A significant debate has developed in recent months regarding the purpose and future of corporations, the primacy of shareholder interests, and the role of the regulatory environment. The outcome could have a lasting impact on public companies. A recently released framework for public discussion in the British Academy, “The Future of the Corporation: Towards Humane Business,” centers around the view that the purpose of corporations is not simply to maximize shareholder value. The framework suggests further that corporations should specify their purposes, that some corporations with public and social functions should be required to align their purposes with social purposes, and that regulations should promote and even ensure the alignment of corporate with social purposes. This view is far removed from the general American view of the purpose of a corporation—i.e., to maximize shareholder value—and the perceived purpose of the regulatory environment—i.e., to facilitate corporations’ efforts to maximize shareholder value and to protect shareholders from misconduct.

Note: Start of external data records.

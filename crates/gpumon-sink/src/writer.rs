//! Batch delivery with a bounded, stop-aware retry loop

use std::time::Duration;

use async_trait::async_trait;
use gpumon_common::config::{SamplerConfig, StoreConfig};
use gpumon_common::{Batch, StopSignal, TagSet};
use tracing::{debug, warn};

use crate::{BatchSink, DeliveryOutcome, Point, PointStore};

#[derive(Debug, Clone, Copy, PartialEq, Eq)]
pub struct RetryPolicy {
    /// Total attempts per batch, including the first.
    pub attempts: u32,
    pub pause: Duration,
}

impl RetryPolicy {
    pub fn from_sampler(cfg: &SamplerConfig) -> Self {
        Self { attempts: cfg.write_retries, pause: cfg.retry_pause() }
    }
}

/// Where points go: database, optional retention policy and series name.
#[derive(Debug, Clone, PartialEq, Eq)]
pub struct WriteTarget {
    pub database: String,
    pub retention_policy: Option<String>,
    pub series: String,
}

impl WriteTarget {
    pub fn from_config(cfg: &StoreConfig) -> Self {
        Self {
            database: cfg.database.clone(),
            retention_policy: Some(cfg.retention_policy.clone()).filter(|rp| !rp.is_empty()),
            series: cfg.series_name.clone(),
        }
    }
}

pub struct SinkWriter<S> {
    store: S,
    target: WriteTarget,
    tags: TagSet,
    retry: RetryPolicy,
}

impl<S: PointStore> SinkWriter<S> {
    pub fn new(store: S, target: WriteTarget, tags: TagSet, retry: RetryPolicy) -> Self {
        Self { store, target, tags, retry }
    }

    pub fn store(&self) -> &S {
        &self.store
    }

    pub fn points(&self, batch: &Batch) -> Vec<Point> {
        batch
            .measurements()
            .iter()
            .filter_map(|m| Point::from_measurement(&self.target.series, &self.tags, m))
            .collect()
    }
}

#[async_trait]
impl<S: PointStore> BatchSink for SinkWriter<S> {
    async fn deliver(&mut self, batch: &Batch, stop: &StopSignal) -> DeliveryOutcome {
        let points = self.points(batch);
        if points.is_empty() {
            return DeliveryOutcome::Empty;
        }
        let max_attempts = self.retry.attempts.max(1);
        let rp = self.target.retention_policy.as_deref();
        let mut attempt = 0;
        loop {
            attempt += 1;
            let err = match self.store.write_points(&self.target.database, rp, &points).await {
                Ok(()) => {
                    debug!(target: "sink", "tick {}: {} point(s) written on attempt {attempt}", batch.tick(), points.len());
                    return DeliveryOutcome::Written { attempts: attempt };
                }
                Err(e) => e,
            };
            if !err.is_retryable() || attempt >= max_attempts {
                warn!(target: "sink", "tick {}: dropping {} point(s) after {attempt} attempt(s): {err}", batch.tick(), points.len());
                return DeliveryOutcome::Dropped { attempts: attempt, reason: err.to_string() };
            }
            warn!(
                target: "sink",
                "tick {}: write attempt {attempt}/{max_attempts} failed: {err}; retrying in {:?}",
                batch.tick(),
                self.retry.pause
            );
            if stop.sleep_or_stop(self.retry.pause).await {
                warn!(target: "sink", "tick {}: stop requested, dropping batch", batch.tick());
                return DeliveryOutcome::Dropped { attempts: attempt, reason: "stop requested during retry pause".into() };
            }
        }
    }
}
use serde::Deserialize;
use std::env;
use std::path::PathBuf;
use std::time::Duration;

use crate::retention::RetentionDuration;
use crate::{GpumonError, Result, TagSet};

#[derive(Debug, Clone, Default, Deserialize)]
#[serde(default)]
pub struct GpumonConfig {
    pub store: StoreConfig,
    pub sampler: SamplerConfig,
    pub reader: ReaderConfig,
    pub tags: TagSet,
}

#[derive(Debug, Clone, Deserialize)]
#[serde(default)]
pub struct StoreConfig {
    pub host: String,
    pub port: u16,
    pub username: String,
    pub password: String,
    pub database: String,
    pub series_name: String,
    pub ssl: bool,
    pub retention_policy: String,
    pub retention_duration: String,
    pub replication: u32,
    pub request_timeout_ms: u64,
}

impl Default for StoreConfig {
    fn default() -> Self {
        Self {
            host: "localhost".into(),
            port: 8086,
            username: String::new(),
            password: String::new(),
            database: "gpudata".into(),
            series_name: "gpu_measurements".into(),
            ssl: false,
            retention_policy: "standard".into(),
            retention_duration: "1d".into(),
            replication: 1,
            request_timeout_ms: 5_000,
        }
    }
}

impl StoreConfig {
    pub fn base_url(&self) -> String {
        let scheme = if self.ssl { "https" } else { "http" };
        format!("{scheme}://{}:{}", self.host, self.port)
    }

    pub fn request_timeout(&self) -> Duration {
        Duration::from_millis(self.request_timeout_ms)
    }

    pub fn retention(&self) -> Result<RetentionDuration> {
        RetentionDuration::parse(&self.retention_duration)
    }
}

#[derive(Debug, Clone, Deserialize)]
#[serde(default)]
pub struct SamplerConfig {
    pub polling_interval_ms: u64,
    pub tick_timeout_ms: u64,
    pub write_retries: u32,
    pub retry_pause_ms: u64,
}

impl Default for SamplerConfig {
    fn default() -> Self {
        Self { polling_interval_ms: 1_000, tick_timeout_ms: 5_000, write_retries: 5, retry_pause_ms: 5_000 }
    }
}

impl SamplerConfig {
    pub fn polling_interval(&self) -> Duration {
        Duration::from_millis(self.polling_interval_ms)
    }

    pub fn tick_timeout(&self) -> Duration {
        Duration::from_millis(self.tick_timeout_ms)
    }

    pub fn retry_pause(&self) -> Duration {
        Duration::from_millis(self.retry_pause_ms)
    }
}

#[derive(Debug, Clone, Copy, PartialEq, Eq, Deserialize)]
#[serde(rename_all = "lowercase")]
pub enum ReaderMode {
    /// One `nvidia-smi -x -q` invocation per tick.
    Query,
    /// A long-lived `nvidia-smi dmon` child, one line per device per interval.
    Dmon,
    /// Direct NVML queries per device and field.
    Nvml,
}

impl std::str::FromStr for ReaderMode {
    type Err = GpumonError;

    fn from_str(s: &str) -> Result<Self> {
        match s.to_ascii_lowercase().as_str() {
            "query" | "xml" => Ok(ReaderMode::Query),
            "dmon" | "stream" => Ok(ReaderMode::Dmon),
            "nvml" => Ok(ReaderMode::Nvml),
            other => Err(GpumonError::Config(format!("unknown reader mode `{other}`"))),
        }
    }
}

#[derive(Debug, Clone, Deserialize)]
#[serde(default)]
pub struct ReaderConfig {
    pub mode: ReaderMode,
    pub smi_path: PathBuf,
    /// Adds memory, power and clock fields to the structured query.
    pub extended: bool,
    pub dmon_interval_secs: u64,
    pub line_wait_ms: u64,
}

impl Default for ReaderConfig {
    fn default() -> Self {
        Self {
            mode: ReaderMode::Nvml,
            smi_path: PathBuf::from("nvidia-smi"),
            extended: true,
            dmon_interval_secs: 1,
            line_wait_ms: 1_000,
        }
    }
}

impl ReaderConfig {
    pub fn line_wait(&self) -> Duration {
        Duration::from_millis(self.line_wait_ms)
    }
}

impl GpumonConfig {
    /// `GPUMON_CONFIG` names a YAML file; otherwise defaults plus `GPUMON_*` overrides.
    pub fn load() -> Result<Self> {
        if let Ok(path) = env::var("GPUMON_CONFIG") {
            let text = std::fs::read_to_string(&path)?;
            return Self::from_yaml(&text);
        }
        let mut cfg = Self::default();
        cfg.apply_env(|key| env::var(key).ok())?;
        Ok(cfg)
    }

    pub fn from_yaml(text: &str) -> Result<Self> {
        serde_yaml::from_str(text).map_err(|e| GpumonError::Config(e.to_string()))
    }

    /// Applies `GPUMON_*` overrides from `lookup`.
    pub fn apply_env<F>(&mut self, lookup: F) -> Result<()>
    where
        F: Fn(&str) -> Option<String>,
    {
        let num = |key: &str| -> Result<Option<u64>> {
            match lookup(key) {
                Some(v) => v.trim().parse().map(Some).map_err(|_| GpumonError::Config(format!("{key}={v} is not a number"))),
                None => Ok(None),
            }
        };
        if let Some(v) = lookup("GPUMON_HOST") { self.store.host = v; }
        if let Some(v) = num("GPUMON_PORT")? { self.store.port = u16::try_from(v).map_err(|_| GpumonError::Config(format!("port {v} out of range")))?; }
        if let Some(v) = lookup("GPUMON_USERNAME") { self.store.username = v; }
        if let Some(v) = lookup("GPUMON_PASSWORD") { self.store.password = v; }
        if let Some(v) = lookup("GPUMON_DATABASE") { self.store.database = v; }
        if let Some(v) = lookup("GPUMON_SERIES_NAME") { self.store.series_name = v; }
        if let Some(v) = lookup("GPUMON_RETENTION_DURATION") { self.store.retention_duration = v; }
        if let Some(v) = num("GPUMON_POLLING_INTERVAL_MS")? { self.sampler.polling_interval_ms = v; }
        if let Some(v) = num("GPUMON_TICK_TIMEOUT_MS")? { self.sampler.tick_timeout_ms = v; }
        if let Some(v) = num("GPUMON_WRITE_RETRIES")? { self.sampler.write_retries = u32::try_from(v).map_err(|_| GpumonError::Config(format!("write retries {v} out of range")))?; }
        if let Some(v) = num("GPUMON_RETRY_PAUSE_MS")? { self.sampler.retry_pause_ms = v; }
        if let Some(v) = lookup("GPUMON_READER") { self.reader.mode = v.parse()?; }
        if let Some(v) = lookup("GPUMON_SMI_PATH") { self.reader.smi_path = PathBuf::from(v); }
        if let Some(v) = lookup("GPUMON_TAGS") {
            let extra = TagSet::from_pairs(v.split(',').filter(|p| !p.trim().is_empty()))?;
            self.tags.extend(&extra);
        }
        Ok(())
    }

    pub fn validate(&self) -> Result<()> {
        if self.sampler.polling_interval_ms == 0 {
            return Err(GpumonError::Config("polling interval must be greater than zero".into()));
        }
        if self.sampler.tick_timeout_ms == 0 {
            return Err(GpumonError::Config("tick timeout must be greater than zero".into()));
        }
        if self.sampler.write_retries == 0 {
            return Err(GpumonError::Config("write retries must be at least 1".into()));
        }
        if self.store.database.trim().is_empty() || self.store.series_name.trim().is_empty() {
            return Err(GpumonError::Config("database and series name must not be empty".into()));
        }
        if self.store.replication == 0 {
            return Err(GpumonError::Config("replication factor must be at least 1".into()));
        }
        if self.reader.dmon_interval_secs == 0 {
            return Err(GpumonError::Config("dmon interval must be at least 1 second".into()));
        }
        self.store.retention()?;
        self.tags.validate()
    }
}
//! Sampling scheduler: one loop owning the reader and the sink
//!
//! `Idle -> Running -> Cancelling -> Stopped`, or `Idle -> Stopped` when the
//! reader cannot be opened or stop came first. `run` consumes the scheduler.

use gpumon_common::config::SamplerConfig;
use gpumon_common::{stop_channel, Batch, Result, StopSignal, StopTrigger};
use gpumon_obs::PipelineMetrics;
use gpumon_reader::DeviceReader;
use gpumon_sink::{BatchSink, DeliveryOutcome};
use tokio::sync::watch;
use tokio::time::{interval_at, timeout, Instant, MissedTickBehavior};
use tracing::{debug, info, warn};

use crate::pipeline::{parse_raw_batch, MonotonicGuard};

#[derive(Debug, Clone, Copy, PartialEq, Eq)]
pub enum SchedulerState {
    Idle,
    Running,
    Cancelling,
    Stopped,
}

#[derive(Debug, Clone)]
struct StateLog {
    current: SchedulerState,
    history: Vec<SchedulerState>,
}

/// Cloneable control surface for a scheduler that has been moved into `run`.
#[derive(Clone)]
pub struct SchedulerHandle {
    trigger: StopTrigger,
    state: watch::Receiver<StateLog>,
}

impl SchedulerHandle {
    /// Requests a cooperative stop. The in-flight tick finishes first.
    pub fn stop(&self) {
        self.trigger.stop();
    }

    pub fn signal(&self) -> StopSignal {
        self.trigger.signal()
    }

    pub fn state(&self) -> SchedulerState {
        self.state.borrow().current
    }

    /// Every state entered so far, starting with `Idle`.
    pub fn transitions(&self) -> Vec<SchedulerState> {
        self.state.borrow().history.clone()
    }

    /// Waits until `state` is reached; `false` if the scheduler went away first.
    pub async fn wait_for(&self, state: SchedulerState) -> bool {
        let mut rx = self.state.clone();
        let ok = rx.wait_for(|log| log.current == state).await.is_ok();
        ok
    }
}

pub struct Scheduler<R, S> {
    pipeline: Pipeline<R, S>,
    trigger: StopTrigger,
    state: watch::Sender<StateLog>,
}

/// The parts a tick borrows mutably, kept apart from the published state.
struct Pipeline<R, S> {
    reader: R,
    sink: S,
    cfg: SamplerConfig,
    metrics: PipelineMetrics,
    stop: StopSignal,
    guard: MonotonicGuard,
}

fn enter(state: &watch::Sender<StateLog>, next: SchedulerState) {
    state.send_modify(|log| {
        log.current = next;
        log.history.push(next);
    });
    debug!(target: "scheduler", "state -> {next:?}");
}

impl<R: DeviceReader, S: BatchSink> Scheduler<R, S> {
    pub fn new(reader: R, sink: S, cfg: SamplerConfig, metrics: PipelineMetrics) -> Self {
        let (trigger, stop) = stop_channel();
        let (state, _) = watch::channel(StateLog { current: SchedulerState::Idle, history: vec![SchedulerState::Idle] });
        let pipeline = Pipeline { reader, sink, cfg, metrics, stop, guard: MonotonicGuard::default() };
        Self { pipeline, trigger, state }
    }

    pub fn handle(&self) -> SchedulerHandle {
        SchedulerHandle { trigger: self.trigger.clone(), state: self.state.subscribe() }
    }

    /// Runs until stopped or until the reader fails fatally. The reader is
    /// closed on every exit path once `open` has been attempted.
    ///
    /// Each tick fires one polling interval after the previous one. A stop
    /// that arrives mid-tick moves to `Cancelling` at once and lets the tick finish.
    pub async fn run(self) -> Result<()> {
        let Self { mut pipeline, trigger: _trigger, state } = self;
        let stop = pipeline.stop.clone();
        if stop.is_stopped() {
            enter(&state, SchedulerState::Stopped);
            return Ok(());
        }
        if let Err(e) = pipeline.reader.open().await {
            pipeline.reader.close().await;
            enter(&state, SchedulerState::Stopped);
            return Err(e);
        }
        enter(&state, SchedulerState::Running);
        let period = pipeline.cfg.polling_interval();
        info!(
            target: "scheduler",
            "sampling {} every {:?} (tick timeout {:?})",
            pipeline.reader.name(),
            period,
            pipeline.cfg.tick_timeout()
        );

        let mut ticker = interval_at(Instant::now() + period, period);
        ticker.set_missed_tick_behavior(MissedTickBehavior::Delay);
        let mut tick: u64 = 0;
        let mut cancelling = false;
        let outcome = loop {
            tokio::select! {
                biased;
                _ = stop.stopped() => break Ok(()),
                _ = ticker.tick() => {}
            }
            tick += 1;
            let pass = pipeline.run_tick(tick);
            tokio::pin!(pass);
            let result = tokio::select! {
                biased;
                result = &mut pass => result,
                _ = stop.stopped() => {
                    enter(&state, SchedulerState::Cancelling);
                    cancelling = true;
                    pass.await
                }
            };
            if let Err(e) = result {
                break Err(e);
            }
        };

        if outcome.is_ok() && !cancelling {
            enter(&state, SchedulerState::Cancelling);
        }
        pipeline.reader.close().await;
        enter(&state, SchedulerState::Stopped);
        info!(target: "scheduler", "stopped after {tick} tick(s)");
        outcome
    }
}

impl<R: DeviceReader, S: BatchSink> Pipeline<R, S> {
    /// One read, parse and deliver pass. Only a fatal reader error is returned.
    async fn run_tick(&mut self, tick: u64) -> Result<()> {
        self.metrics.tick();
        let raw = match timeout(self.cfg.tick_timeout(), self.reader.poll_once()).await {
            Err(_) => {
                warn!(target: "scheduler", "tick {tick}: read abandoned after {:?}", self.cfg.tick_timeout());
                self.metrics.tick_abandoned();
                return Ok(());
            }
            Ok(Err(e)) if e.is_fatal() => return Err(e),
            Ok(Err(e)) => {
                warn!(target: "scheduler", "tick {tick}: read failed: {e}");
                self.metrics.tick_failed();
                return Ok(());
            }
            Ok(Ok(raw)) => raw,
        };

        let parsed = parse_raw_batch(raw);
        for rejected in &parsed.rejected {
            self.metrics.parse_rejected(rejected.reason.reason());
        }
        let batch = Batch::new(tick, self.guard.admit(parsed.measurements));
        if batch.is_empty() {
            debug!(target: "scheduler", "tick {tick}: nothing to deliver");
            return Ok(());
        }

        self.metrics.observe_batch(&batch);
        match self.sink.deliver(&batch, &self.stop).await {
            DeliveryOutcome::Written { attempts } => self.metrics.batch_written(attempts),
            DeliveryOutcome::Dropped { attempts, .. } => self.metrics.batch_dropped(attempts),
            DeliveryOutcome::Empty => {}
        }
        Ok(())
    }
}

The common understanding of the purpose of a corporation appears to be evolving in parallel to that of the purpose of the shareholder franchise. The annual vote long has been seen as an opportunity for equity holders to express their view as to whether a given corporate action would maximize the financial value of their shares. Under an expanded view of corporate purpose, the shareholder vote would become a regular opportunity for shareholders to express their values rather than simply their opinion as to how best to maximize value. Using the latitude afforded by the Exchange Act Rule 14a-8 shareholder proposal process, it is already common for shareholder votes to address a wide array of social issues such as board composition and environmental concerns, which do not directly affect a company’s financial performance during the time horizon of its strategic plan.